Un guerrillero. En el barrio del centro se había ido uno de guerrillero. Una semana antes era una persona corriente: con casa, llamadas a la puerta, bostezos antes de dormir; era el nieto segundo de Bido Sherif. Y de pronto se había convertido en guerrillero. Ahora estaba en la montaña. Caminaba, las montañas estaban cubiertas de brumas invernales, que rodaban por los barrancos como en una pesadilla. El guerrillero estaba allí. Todos estaban aquí. Sólo él estaba allí.
—¿Por qué dicen «se ha ido el guerrillero»?
—Porque… Porque se ha ido de la ciudad.
—¿Y por qué no vuelve?
—¡Uf, me aburres todo el día con esas preguntas!
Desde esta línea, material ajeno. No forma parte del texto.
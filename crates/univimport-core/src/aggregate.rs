//! Grouping of normalized records per logistics unit.

use std::cmp::Ordering;
use std::collections::BTreeMap;

use chrono::NaiveDate;
use rust_decimal::Decimal;
use tracing::debug;

use crate::models::{AggregatedRecord, CanonicalRecord, Cell};
use crate::normalize::{batch_code, integer_or_zero, pad_article_id, truncate_to_i64};

/// Logistics-unit id as a grouping value.
///
/// Numeric ids group and sort numerically, textual ids sort after them.
#[derive(Debug, Clone)]
pub enum UnitKey {
    Number(f64),
    Text(String),
}

impl UnitKey {
    /// Grouping value of a cell, `None` for empty cells.
    pub fn from_cell(cell: &Cell) -> Option<Self> {
        let number = match cell {
            Cell::Empty => return None,
            Cell::Int(i) => *i as f64,
            Cell::Float(f) | Cell::DateTime(f) => *f,
            Cell::Bool(b) => f64::from(u8::from(*b)),
            Cell::Text(s) => return Some(UnitKey::Text(s.clone())),
            Cell::Error(e) => return Some(UnitKey::Text(e.clone())),
        };

        // Adding 0.0 folds -0.0 into 0.0.
        (!number.is_nan()).then_some(UnitKey::Number(number + 0.0))
    }

    /// Integer id, zero when the key is not numeric.
    pub fn to_i64(&self) -> i64 {
        match self {
            UnitKey::Number(n) => integer_or_zero(&Cell::Float(*n)),
            UnitKey::Text(s) => integer_or_zero(&Cell::Text(s.clone())),
        }
    }
}

impl Ord for UnitKey {
    fn cmp(&self, other: &Self) -> Ordering {
        match (self, other) {
            (UnitKey::Number(a), UnitKey::Number(b)) => a.total_cmp(b),
            (UnitKey::Number(_), UnitKey::Text(_)) => Ordering::Less,
            (UnitKey::Text(_), UnitKey::Number(_)) => Ordering::Greater,
            (UnitKey::Text(a), UnitKey::Text(b)) => a.cmp(b),
        }
    }
}

impl PartialOrd for UnitKey {
    fn partial_cmp(&self, other: &Self) -> Option<Ordering> {
        Some(self.cmp(other))
    }
}

impl PartialEq for UnitKey {
    fn eq(&self, other: &Self) -> bool {
        self.cmp(other) == Ordering::Equal
    }
}

impl Eq for UnitKey {}

/// Running reduction of one group.
#[derive(Debug, Default)]
struct Group {
    article_id: Option<String>,
    description: Option<String>,
    batch: Option<Cell>,
    unit: Option<String>,
    load_carrier: Option<String>,
    expiry: Option<NaiveDate>,
    quantity: Decimal,
    weight: Decimal,
}

impl Group {
    fn push(&mut self, record: CanonicalRecord) {
        self.article_id.get_or_insert(record.article_id);
        if let Some(description) = record.description {
            self.description.get_or_insert(description);
        }
        if !record.batch.is_empty() {
            self.batch.get_or_insert(record.batch);
        }
        if let Some(unit) = record.unit {
            self.unit.get_or_insert(unit);
        }
        self.load_carrier.get_or_insert(record.load_carrier);
        if let Some(expiry) = record.expiry {
            self.expiry.get_or_insert(expiry);
        }
        // Sums beyond the decimal range clamp instead of aborting the run.
        self.quantity = self.quantity.saturating_add(record.quantity);
        self.weight = self.weight.saturating_add(record.weight);
    }

    fn finish(self, key: &UnitKey, pad_article_ids: bool) -> AggregatedRecord {
        let article_id = self.article_id.unwrap_or_default();
        let article_id = if pad_article_ids {
            pad_article_id(article_id.trim())
        } else {
            article_id.trim().to_string()
        };

        AggregatedRecord {
            unit_id: key.to_i64(),
            article_id,
            description: self.description.unwrap_or_default(),
            batch: batch_code(self.batch.as_ref().unwrap_or(&Cell::Empty)),
            quantity: truncate_to_i64(self.quantity),
            unit: self.unit.unwrap_or_default(),
            load_carrier: self.load_carrier.unwrap_or_default(),
            expiry: self.expiry,
            weight: self.weight.round_dp(2),
        }
    }
}

/// Reduces normalized records to one record per logistics unit.
///
/// Quantity and weight are summed; every other field takes the first
/// non-empty value in source order.
pub struct Aggregator {
    pad_article_ids: bool,
}

impl Aggregator {
    pub fn new() -> Self {
        Self {
            pad_article_ids: false,
        }
    }

    /// Zero-pad article ids to six digits.
    pub fn with_article_padding(mut self, pad: bool) -> Self {
        self.pad_article_ids = pad;
        self
    }

    /// Group records by logistics-unit id, in ascending id order.
    /// Records without a logistics-unit id are skipped.
    pub fn aggregate(&self, records: Vec<CanonicalRecord>) -> Vec<AggregatedRecord> {
        let total = records.len();
        let mut groups: BTreeMap<UnitKey, Group> = BTreeMap::new();
        let mut skipped = 0usize;

        for record in records {
            let Some(key) = UnitKey::from_cell(&record.unit_id) else {
                skipped += 1;
                continue;
            };
            groups.entry(key).or_default().push(record);
        }

        debug!(
            "Aggregated {} records into {} units ({} without unit id)",
            total,
            groups.len(),
            skipped
        );

        groups
            .into_iter()
            .map(|(key, group)| group.finish(&key, self.pad_article_ids))
            .collect()
    }
}

impl Default for Aggregator {
    fn default() -> Self {
        Self::new()
    }
}

#[cfg(test)]
mod tests {
    use super::*;
    use pretty_assertions::assert_eq;
    use std::str::FromStr;

    fn record(unit_id: Cell, article: &str, description: &str, quantity: i64, weight: &str) -> CanonicalRecord {
        CanonicalRecord {
            article_id: article.to_string(),
            description: Some(description.to_string()),
            unit_id,
            batch: Cell::Float(7001.0),
            quantity: Decimal::from(quantity),
            unit: Some("UMK".to_string()),
            load_carrier: "Euro".to_string(),
            expiry: NaiveDate::from_ymd_opt(2024, 9, 20),
            weight: Decimal::from_str(weight).unwrap(),
        }
    }

    #[test]
    fn test_group_sums_and_first_values() {
        let records = vec![
            record(Cell::Int(55), "123", "Erster", 3, "100.125"),
            record(Cell::Float(55.0), "456", "Zweiter", 4, "200.2"),
        ];

        let result = Aggregator::new().aggregate(records);

        assert_eq!(result.len(), 1);
        let unit = &result[0];
        assert_eq!(unit.unit_id, 55);
        assert_eq!(unit.quantity, 7);
        assert_eq!(unit.description, "Erster");
        assert_eq!(unit.article_id, "123");
        assert_eq!(unit.batch, "7001");
        assert_eq!(unit.weight, Decimal::from_str("300.32").unwrap());
    }

    #[test]
    fn test_groups_sorted_by_unit_id() {
        let records = vec![
            record(Cell::Int(900), "1", "a", 1, "1"),
            record(Cell::from("LHM-7"), "2", "b", 1, "1"),
            record(Cell::Int(12), "3", "c", 1, "1"),
            record(Cell::Empty, "4", "d", 1, "1"),
        ];

        let result = Aggregator::new().aggregate(records);

        let ids: Vec<(i64, &str)> = result
            .iter()
            .map(|r| (r.unit_id, r.article_id.as_str()))
            .collect();
        assert_eq!(ids, vec![(12, "3"), (900, "1"), (0, "2")]);
    }

    #[test]
    fn test_first_non_empty_value_wins() {
        let mut first = record(Cell::Int(1), "1", "x", 1, "1");
        first.description = None;
        first.batch = Cell::Empty;
        first.expiry = None;
        let mut second = record(Cell::Int(1), "1", "Beschreibung", 1, "1");
        second.batch = Cell::from("ABC");

        let result = Aggregator::new().aggregate(vec![first, second]);

        assert_eq!(result[0].description, "Beschreibung");
        assert_eq!(result[0].batch, "0");
        assert_eq!(result[0].expiry, NaiveDate::from_ymd_opt(2024, 9, 20));
    }

    #[test]
    fn test_article_padding() {
        let records = vec![record(Cell::Int(1), "123", "x", 1, "1")];

        let padded = Aggregator::new()
            .with_article_padding(true)
            .aggregate(records.clone());
        let plain = Aggregator::new().aggregate(records);

        assert_eq!(padded[0].article_id, "000123");
        assert_eq!(plain[0].article_id, "123");
    }

    #[test]
    fn test_fractional_quantity_truncates() {
        let mut a = record(Cell::Int(1), "1", "x", 0, "0");
        a.quantity = Decimal::from_str("1.5").unwrap();
        let mut b = record(Cell::Int(1), "1", "x", 0, "0");
        b.quantity = Decimal::from_str("1.25").unwrap();

        let result = Aggregator::new().aggregate(vec![a, b]);

        assert_eq!(result[0].quantity, 2);
    }

    #[test]
    fn test_oversized_sums_saturate() {
        let huge = "50000000000000000000000000000";
        let mut a = record(Cell::Int(55), "1", "x", 0, huge);
        a.quantity = Decimal::from_str(huge).unwrap();
        let b = a.clone();

        let result = Aggregator::new().aggregate(vec![a, b]);

        assert_eq!(result.len(), 1);
        assert_eq!(result[0].weight, Decimal::MAX);
        assert_eq!(result[0].quantity, 0);
    }

    #[test]
    fn test_unit_key_ordering() {
        assert_eq!(UnitKey::Number(55.0), UnitKey::Number(55.0));
        assert!(UnitKey::Number(1e9) < UnitKey::Text("1".into()));
        assert_eq!(UnitKey::from_cell(&Cell::Float(-0.0)), Some(UnitKey::Number(0.0)));
        assert_eq!(UnitKey::from_cell(&Cell::Float(f64::NAN)), None);
        assert_eq!(UnitKey::Text("55".into()).to_i64(), 55);
    }
}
Una bruma cegadora, cargada de electricidad, partía la ciudad en dos. Los barrios altos se encontraban por encima de ella, como en tierra de dioses, y los bajos por debajo, como en el infierno. En días así, cuando la ciudad quedaba de ese modo dividida por la niebla, era peligroso subir de abajo arriba o bajar de arriba abajo. Los rayos habían matado tiempo atrás a dos viejas comadres.
El invierno arrojaba lluvia y viento sobre la ciudad como nunca lo había hecho antes. Las nubes se apresuraban a descargar cuanto antes la porción de truenos, granizo y lluvia que llevaban consigo. El horizonte estaba ahogado en niebla.
Mamá lo encontró una mañana fría. Había bajado a la planta baja para sacar agua del pozo con un cubo. Nos calentábamos junto al fuego, cuando oímos sus pasos precipitados por la escalera.
—Se le habrá caído el cubo al pozo —dijo la abuela.
Mamá entró con aspecto inquieto. Llevaba en la mano un pequeño paquete descuidadamente envuelto, un paquete de papel o de trapo, no se distinguía bien.
—¿Brujería? Ya empezamos otra vez…
—Tíralo al suelo —dijo la abuela.
Mamá lo tiró. Papá se levantó con brusquedad, cogió el envoltorio y comenzó a deshacerlo con sus dedos nerviosos. Yo miraba con los ojos desorbitados, esperando que de aquel paquete terrible cayeran de un momento a otro uñas, pelos, ceniza y alguna vieja moneda turca.
Pero no cayó nada del envoltorio. Al abrirse se transformó por sí solo en un papel arrugado. Papá le dio varias vueltas de un lado y de otro y después comenzó a leerlo.
—¿Qué es? —preguntó mamá.
—Alguna deuda —dijo la abuela.
Papá no respondió. Me acerqué y miré por encima de su hombro. Era un papel escrito a máquina. Tenía algo añadido al final. Mis ojos quedaron presos en aquellos dos renglones escritos a mano. Aquellas letras inclinadas hacia adelante, como si se apresuraran bajo la lluvia y el viento… las conocía: era la letra de Javer.
—¿Qué es? —preguntó otra vez mamá.
Papá volvió a envolver el papel arrugado.
—Nada —dijo—. No digáis nada a nadie.
Por la tarde vinieron las mujeres, una tras otra.
—¿También a vosotros os han echado panfletos?
—Sí, ¿y a vosotros?
—La señora Majnur fue a avisar a los gendarmes.
—Es la hecatombe.
—¿Qué quiere decir partido comunista?
—¡Vete a saber!
—Cosas sorprendentes —dijo la abuela—. Cosas que nunca habían sucedido.
Por la noche hubo nuevas detenciones.
—El mundo se está volviendo salvaje —dijo la abuela.
La ciudad se volvía verdaderamente salvaje. Las chimeneas aullaban, enajenadas, con el viento.
—¿Qué viento es ése?
El hombre del cabello semicanoso pronunciaba discursos por todas partes tratando de calmar la ciudad. Nunca olvidaba mencionar los cinco kilos de hierro.
Vísperas de invierno. Miraba la primera escarcha que vestía el mundo y pensaba de qué país serían los harapos que nos traería esta vez el viento invernal.